Action item -
Go through the data underneath and report how many lines hold the string "amount", giving only the number.

Task data -
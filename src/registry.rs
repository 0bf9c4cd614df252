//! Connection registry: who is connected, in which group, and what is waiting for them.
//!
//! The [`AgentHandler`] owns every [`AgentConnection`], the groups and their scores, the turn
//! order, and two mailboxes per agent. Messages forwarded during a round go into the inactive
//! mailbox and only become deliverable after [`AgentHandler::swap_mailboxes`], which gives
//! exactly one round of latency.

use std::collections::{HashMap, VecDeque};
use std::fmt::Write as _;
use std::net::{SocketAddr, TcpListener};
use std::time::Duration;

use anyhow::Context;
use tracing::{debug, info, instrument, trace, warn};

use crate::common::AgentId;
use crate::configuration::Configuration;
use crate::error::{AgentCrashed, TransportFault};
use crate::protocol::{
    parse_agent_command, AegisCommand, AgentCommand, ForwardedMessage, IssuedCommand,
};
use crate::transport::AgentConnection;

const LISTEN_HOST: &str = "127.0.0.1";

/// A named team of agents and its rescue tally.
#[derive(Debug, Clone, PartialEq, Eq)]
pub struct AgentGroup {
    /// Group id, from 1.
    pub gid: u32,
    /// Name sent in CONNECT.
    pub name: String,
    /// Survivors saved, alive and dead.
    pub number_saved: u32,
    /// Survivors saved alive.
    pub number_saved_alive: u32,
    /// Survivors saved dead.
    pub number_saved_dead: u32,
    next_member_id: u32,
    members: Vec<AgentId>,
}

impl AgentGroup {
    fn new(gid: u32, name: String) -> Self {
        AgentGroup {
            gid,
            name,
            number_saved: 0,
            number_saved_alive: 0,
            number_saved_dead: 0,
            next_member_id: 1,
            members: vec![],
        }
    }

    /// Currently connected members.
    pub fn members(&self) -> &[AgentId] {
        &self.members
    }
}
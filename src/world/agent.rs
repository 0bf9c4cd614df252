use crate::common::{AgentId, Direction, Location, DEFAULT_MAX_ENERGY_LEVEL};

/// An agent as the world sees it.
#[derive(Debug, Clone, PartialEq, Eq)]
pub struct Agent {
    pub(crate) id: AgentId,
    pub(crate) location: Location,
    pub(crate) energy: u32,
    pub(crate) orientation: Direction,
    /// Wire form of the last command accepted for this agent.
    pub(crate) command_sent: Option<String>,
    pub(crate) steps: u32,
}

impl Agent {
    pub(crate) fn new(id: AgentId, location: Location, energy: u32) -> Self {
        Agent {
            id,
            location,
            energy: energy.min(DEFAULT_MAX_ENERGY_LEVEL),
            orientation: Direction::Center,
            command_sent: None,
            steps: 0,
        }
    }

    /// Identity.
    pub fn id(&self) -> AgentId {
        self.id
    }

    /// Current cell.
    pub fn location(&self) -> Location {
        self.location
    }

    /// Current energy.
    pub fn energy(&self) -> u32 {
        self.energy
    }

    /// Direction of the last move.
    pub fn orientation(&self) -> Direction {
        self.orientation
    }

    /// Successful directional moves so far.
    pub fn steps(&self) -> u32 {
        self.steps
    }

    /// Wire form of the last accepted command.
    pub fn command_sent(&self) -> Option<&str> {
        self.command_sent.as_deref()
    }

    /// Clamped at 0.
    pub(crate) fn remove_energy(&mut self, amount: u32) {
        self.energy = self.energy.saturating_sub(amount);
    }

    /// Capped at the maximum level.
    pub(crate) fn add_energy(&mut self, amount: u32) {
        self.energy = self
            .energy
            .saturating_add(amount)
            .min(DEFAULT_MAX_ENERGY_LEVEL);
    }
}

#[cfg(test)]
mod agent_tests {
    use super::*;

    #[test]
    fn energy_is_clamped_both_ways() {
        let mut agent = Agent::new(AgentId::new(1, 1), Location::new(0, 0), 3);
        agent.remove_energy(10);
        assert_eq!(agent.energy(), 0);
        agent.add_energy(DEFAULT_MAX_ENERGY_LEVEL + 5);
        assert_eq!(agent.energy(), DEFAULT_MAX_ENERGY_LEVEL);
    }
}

Result of the exercise -
4